This web page allows an interface platform for the analysis of single cycle, DC voltammetric measurements using an algorithm soon to be published
by the Monash electrochemistry group.
The calculations are completed on the google cloud platform, with these classification algorithms using Deep Neural network to predict
the most probable reaction mechanisms of the six electrochemical reaction mechanisms the models where trained on.
The two models used is one (Supervised) which is trained on the simulated data with known reaction mechanisms.
With the other model (Semi-supervised) is trained on data that goes through an initial unsupervised clustering algorithm to group the data based
on features present before supervised training.
A rough visual representation of how the deep neural network looks at the DC current can be seen in there respective feature maps outputs on
the provided experimental data (shown below). Feel free to test it out on one of our provided random samples.
To submit a DC cyclic voltammogram submit a text file in the below link and press submit. If the experimental format is supported it will be
passed to the machine learning models and a prediction will be made.
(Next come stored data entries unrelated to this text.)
//! Permission node data model
//!
//! The backend delivers menu/permission records with loosely typed fields:
//! identifiers arrive as text or numbers, flags as `0/1` or booleans, and the
//! root parent as `null`, `"0"` or an absent field. Everything is normalised
//! here, at the ingestion boundary, into [`PermissionNode`].

use crate::{Error, Result};
use serde::{Deserialize, Serialize};
use std::fmt;

/// Stable identifier of a permission node
#[derive(Debug, Clone, PartialEq, Eq, Hash, PartialOrd, Ord, Serialize, Deserialize)]
#[serde(transparent)]
pub struct NodeId(String);

impl NodeId {
    /// Create a new node identifier
    pub fn new(id: impl Into<String>) -> Self {
        Self(id.into())
    }

    /// Borrow the identifier as a string slice
    #[must_use]
    pub fn as_str(&self) -> &str {
        &self.0
    }
}

impl fmt::Display for NodeId {
    fn fmt(&self, f: &mut fmt::Formatter<'_>) -> fmt::Result {
        f.write_str(&self.0)
    }
}

impl From<&str> for NodeId {
    fn from(id: &str) -> Self {
        Self::new(id)
    }
}

impl From<String> for NodeId {
    fn from(id: String) -> Self {
        Self(id)
    }
}

/// Kind of a permission node
#[derive(Debug, Clone, Copy, PartialEq, Eq, Hash, Serialize, Deserialize)]
#[serde(try_from = "i64", into = "i64")]
pub enum MenuType {
    /// Directory grouping other nodes
    Directory,
    /// Navigable page
    Menu,
    /// Button-level permission, never routable
    Button,
}

impl MenuType {
    /// Backend code of this menu type
    #[must_use]
    pub const fn code(self) -> i64 {
        match self {
            Self::Directory => 1,
            Self::Menu => 2,
            Self::Button => 3,
        }
    }

    /// Whether nodes of this type take part in routing
    #[must_use]
    pub const fn is_navigable(self) -> bool {
        matches!(self, Self::Directory | Self::Menu)
    }
}

impl TryFrom<i64> for MenuType {
    type Error = Error;

    fn try_from(code: i64) -> Result<Self> {
        match code {
            1 => Ok(Self::Directory),
            2 => Ok(Self::Menu),
            3 => Ok(Self::Button),
            other => Err(Error::validation(
                "menuType",
                format!("unknown menu type code {other}"),
            )),
        }
    }
}

impl From<MenuType> for i64 {
    fn from(menu_type: MenuType) -> Self {
        menu_type.code()
    }
}

/// Enabled/disabled status of a permission node
#[derive(Debug, Clone, Copy, PartialEq, Eq, Hash, Serialize, Deserialize)]
#[serde(try_from = "i64", into = "i64")]
pub enum MenuStatus {
    /// Excluded from menus and routes
    Disabled,
    /// Active
    Enabled,
}

impl MenuStatus {
    /// Backend code of this status
    #[must_use]
    pub const fn code(self) -> i64 {
        match self {
            Self::Disabled => 0,
            Self::Enabled => 1,
        }
    }

    /// Whether the status is enabled
    #[must_use]
    pub const fn is_enabled(self) -> bool {
        matches!(self, Self::Enabled)
    }
}

impl TryFrom<i64> for MenuStatus {
    type Error = Error;

    fn try_from(code: i64) -> Result<Self> {
        match code {
            0 => Ok(Self::Disabled),
            1 => Ok(Self::Enabled),
            other => Err(Error::validation(
                "status",
                format!("unknown status code {other}"),
            )),
        }
    }
}

impl From<MenuStatus> for i64 {
    fn from(status: MenuStatus) -> Self {
        status.code()
    }
}

/// One backend-delivered menu/permission record after normalisation
#[derive(Debug, Clone, PartialEq, Eq, Serialize, Deserialize)]
#[serde(rename_all = "camelCase")]
pub struct PermissionNode {
    /// Unique identifier within a load
    pub id: NodeId,

    /// Parent identifier, `None` for root nodes
    pub parent_id: Option<NodeId>,

    /// Display name, also used as route name and title
    pub menu_name: String,

    /// Directory, menu or button
    pub menu_type: MenuType,

    /// Route path fragment
    pub path: String,

    /// View reference, or a URL when `is_external` is set
    pub component: Option<String>,

    /// Permission identifier tagged onto the route
    pub permissions: String,

    /// Menu icon name
    pub icon: Option<String>,

    /// Ordering among siblings
    pub sort_order: i64,

    /// Enabled/disabled status
    pub status: MenuStatus,

    /// `component` is an external link
    pub is_external: bool,

    /// Mounted view should be kept warm across navigations
    pub is_keepalive: bool,

    /// Rendered in navigation UI
    pub is_visible: bool,

    /// Free-form remark
    #[serde(default, skip_serializing_if = "Option::is_none")]
    pub remark: Option<String>,
}

impl PermissionNode {
    /// Create an enabled, visible node with the given identity and defaults elsewhere
    pub fn new(
        id: impl Into<NodeId>,
        menu_type: MenuType,
        menu_name: impl Into<String>,
        path: impl Into<String>,
    ) -> Self {
        Self {
            id: id.into(),
            parent_id: None,
            menu_name: menu_name.into(),
            menu_type,
            path: path.into(),
            component: None,
            permissions: String::new(),
            icon: None,
            sort_order: 0,
            status: MenuStatus::Enabled,
            is_external: false,
            is_keepalive: false,
            is_visible: true,
            remark: None,
        }
    }

    /// Set the parent identifier
    #[must_use]
    pub fn with_parent(mut self, parent_id: impl Into<NodeId>) -> Self {
        self.parent_id = Some(parent_id.into());
        self
    }

    /// Set the view reference
    #[must_use]
    pub fn with_component(mut self, component: impl Into<String>) -> Self {
        self.component = Some(component.into());
        self
    }

    /// Set the sort order
    #[must_use]
    pub const fn with_sort_order(mut self, sort_order: i64) -> Self {
        self.sort_order = sort_order;
        self
    }

    /// Set the permission tag
    #[must_use]
    pub fn with_permissions(mut self, permissions: impl Into<String>) -> Self {
        self.permissions = permissions.into();
        self
    }

    /// Set the status
    #[must_use]
    pub const fn with_status(mut self, status: MenuStatus) -> Self {
        self.status = status;
        self
    }

    /// Set visibility
    #[must_use]
    pub const fn with_visible(mut self, visible: bool) -> Self {
        self.is_visible = visible;
        self
    }

    /// Mark as an external link
    #[must_use]
    pub fn with_external_link(mut self, url: impl Into<String>) -> Self {
        self.is_external = true;
        self.component = Some(url.into());
        self
    }

    /// Set keep-alive
    #[must_use]
    pub const fn with_keepalive(mut self, keepalive: bool) -> Self {
        self.is_keepalive = keepalive;
        self
    }

    /// Set the icon
    #[must_use]
    pub fn with_icon(mut self, icon: impl Into<String>) -> Self {
        self.icon = Some(icon.into());
        self
    }

    /// Whether this node sits at the root
    #[must_use]
    pub const fn is_root(&self) -> bool {
        self.parent_id.is_none()
    }

    /// Whether the node is enabled
    #[must_use]
    pub const fn is_enabled(&self) -> bool {
        self.status.is_enabled()
    }

    /// Whether the node becomes a route: directory or menu, enabled and visible
    #[must_use]
    pub const fn is_routable(&self) -> bool {
        self.menu_type.is_navigable() && self.is_enabled() && self.is_visible
    }
}

/// JSON scalar emitted either as text or as a number
#[derive(Debug, Clone, PartialEq, Eq, Deserialize)]
#[serde(untagged)]
pub enum WireScalar {
    /// Text form, used for identifiers beyond the safe integer range
    Text(String),
    /// Signed integer form
    Integer(i64),
    /// Unsigned integer form above `i64::MAX`
    Unsigned(u64),
}

impl WireScalar {
    fn into_text(self) -> String {
        match self {
            Self::Text(text) => text,
            Self::Integer(value) => value.to_string(),
            Self::Unsigned(value) => value.to_string(),
        }
    }

    fn to_integer(&self, field: &str) -> Result<i64> {
        match self {
            Self::Integer(value) => Ok(*value),
            Self::Text(text) => text.trim().parse().map_err(|_| {
                Error::validation(field, format!("expected an integer, got {text:?}"))
            }),
            Self::Unsigned(value) => i64::try_from(*value)
                .map_err(|_| Error::validation(field, format!("{value} is out of range"))),
        }
    }

    fn is_root_sentinel(&self) -> bool {
        match self {
            Self::Text(text) => text.is_empty() || text == "0",
            Self::Integer(value) => *value == 0,
            Self::Unsigned(value) => *value == 0,
        }
    }
}

/// Flag emitted either as `0/1` or as a boolean
#[derive(Debug, Clone, Copy, PartialEq, Eq, Deserialize)]
#[serde(untagged)]
pub enum WireFlag {
    /// Boolean form
    Bool(bool),
    /// Integer form, non-zero is set
    Integer(i64),
}

impl WireFlag {
    /// Whether the flag is set
    #[must_use]
    pub const fn is_set(self) -> bool {
        match self {
            Self::Bool(value) => value,
            Self::Integer(value) => value != 0,
        }
    }
}

/// Permission node exactly as the backend sends it
#[derive(Debug, Clone, Deserialize)]
#[serde(rename_all = "camelCase")]
pub struct RawPermissionNode {
    /// Identifier
    pub id: WireScalar,
    /// Parent identifier or root sentinel
    #[serde(default)]
    pub parent_id: Option<WireScalar>,
    /// Display name
    #[serde(default)]
    pub menu_name: Option<String>,
    /// Menu type code
    #[serde(default)]
    pub menu_type: Option<WireScalar>,
    /// Route path
    #[serde(default)]
    pub path: Option<String>,
    /// View reference or URL
    #[serde(default)]
    pub component: Option<String>,
    /// Permission tag
    #[serde(default)]
    pub permissions: Option<String>,
    /// Icon name
    #[serde(default)]
    pub icon: Option<String>,
    /// Sort order
    #[serde(default)]
    pub sort_order: Option<WireScalar>,
    /// Status code
    #[serde(default)]
    pub status: Option<WireScalar>,
    /// External link flag
    #[serde(default)]
    pub is_external: Option<WireFlag>,
    /// Keep-alive flag
    #[serde(default)]
    pub is_keepalive: Option<WireFlag>,
    /// Visibility flag
    #[serde(default)]
    pub is_visible: Option<WireFlag>,
    /// Remark
    #[serde(default)]
    pub remark: Option<String>,
    /// Pre-nested children, present in some API shapes
    #[serde(default)]
    pub children: Option<Vec<RawPermissionNode>>,
}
The machine learning generally takes one minute to start up the google platform systems. After which the prediction speed will increase
with the calculation then taking 20 seconds to complete. It should also be noted that when it comes the accuracy of the provided predictions the
Semi-supervised model generally gives less confident predictions with a low chance of being wrong. Whereas, the Supervised gives high
confidence predictions that have a tendency to return false positives.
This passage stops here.